In order for the Pen to know which object label you’re trying to collect, every label in the museum contains an NFC tag that is written with the object’s ID. When an object gets added to our database we give it an ID, an integer that is unique across our entire online collections database. Our beloved Spanking Cat, for example, has the ID number 18382391. Writing that number to an NFC tag is a simple task, but doing it hundreds of times for every new exhibition we roll out will get tedious very quickly. Thus, Label Writer was born.

Label Writer is an Android app that writes, reads and locks NFC tags based on the object to which the label refers. The staff member can look up the objects that are in a given room of our museum, select one or more of them, and assign them to the label in question. They can search for specific objects in case an object’s location hasn’t been updated yet. They can also write tags for videos and shop items.

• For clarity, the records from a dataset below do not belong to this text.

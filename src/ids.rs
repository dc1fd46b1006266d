//! Typed numeric identifiers

use std::{
    cmp::Ordering,
    fmt::{Debug, Display, Formatter, Result as FmtResult},
    hash::{Hash, Hasher},
    marker::PhantomData,
};

use serde::{Deserialize, Deserializer, Serialize, Serializer};

/// A database identity value tagged with the record type it belongs to, so a
/// campaign id cannot be passed where a coupon id is expected.
pub struct TypedId<T>(i64, PhantomData<T>);

impl<T> TypedId<T> {
    pub const fn from_i64(id: i64) -> Self {
        Self(id, PhantomData)
    }

    #[must_use]
    pub const fn into_i64(self) -> i64 {
        self.0
    }
}

impl<T> Clone for TypedId<T> {
    fn clone(&self) -> Self {
        *self
    }
}

impl<T> Copy for TypedId<T> {}

impl<T> Debug for TypedId<T> {
    fn fmt(&self, f: &mut Formatter<'_>) -> FmtResult {
        Debug::fmt(&self.0, f)
    }
}

impl<T> Display for TypedId<T> {
    fn fmt(&self, f: &mut Formatter<'_>) -> FmtResult {
        Display::fmt(&self.0, f)
    }
}

impl<T> PartialEq for TypedId<T> {
    fn eq(&self, other: &Self) -> bool {
        self.0 == other.0
    }
}

impl<T> Eq for TypedId<T> {}

impl<T> Hash for TypedId<T> {
    fn hash<H: Hasher>(&self, state: &mut H) {
        self.0.hash(state);
    }
}

impl<T> PartialOrd for TypedId<T> {
    fn partial_cmp(&self, other: &Self) -> Option<Ordering> {
        Some(self.cmp(other))
    }
}

impl<T> Ord for TypedId<T> {
    fn cmp(&self, other: &Self) -> Ordering {
        self.0.cmp(&other.0)
    }
}

impl<T> From<i64> for TypedId<T> {
    fn from(value: i64) -> Self {
        Self::from_i64(value)
    }
}

impl<T> From<TypedId<T>> for i64 {
    fn from(value: TypedId<T>) -> Self {
        value.into_i64()
    }
}

impl<T> Serialize for TypedId<T> {
    fn serialize<S: Serializer>(&self, serializer: S) -> Result<S::Ok, S::Error> {
        self.0.serialize(serializer)
    }
}

impl<'de, T> Deserialize<'de> for TypedId<T> {
    fn deserialize<D: Deserializer<'de>>(deserializer: D) -> Result<Self, D::Error> {
        i64::deserialize(deserializer).map(Self::from_i64)
    }
}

The front and back of the NFC tag we use in our labels, with pennies for scale

From left to right: the back and front of the NFC tags we use in our labels, and pennies for scale.

Planning

After thinking about the app we came up with the following requirements:

  1. When processing a user’s visit, we need to know what type of thing they’ve collected. When the Pen launched, this was either objects or videos, and has since grown to include shop items. To facilitate that process, Label Writer would have to distinguish between types of things and write tags that indicated that.
  2. It would need to write multiple things to a tag, including things of different types. One label might contain three objects. Another label might contain one video and two objects.
  3. It would need to lock tags. Leaving the tags unlocked would enable anyone with an NFC-enabled smartphone to walk around the galleries and overwrite our tags. Locking the tags prevents this.
  4. It would need to read tags and display images of what’s on a tag. This is so we can double-check what is on a tag before we lock it. We only print one copy of every label – sometimes through an offsite service – and the wall labels (as opposed to the rail labels) have their NFC tags glued in and unable to be replaced.
  5. Label Writer would have to present objects in a constrained format — having to find the object on a label from our total collection of 210,000 objects every time, through accession number lookup or other traditional searches, would get annoying very quickly.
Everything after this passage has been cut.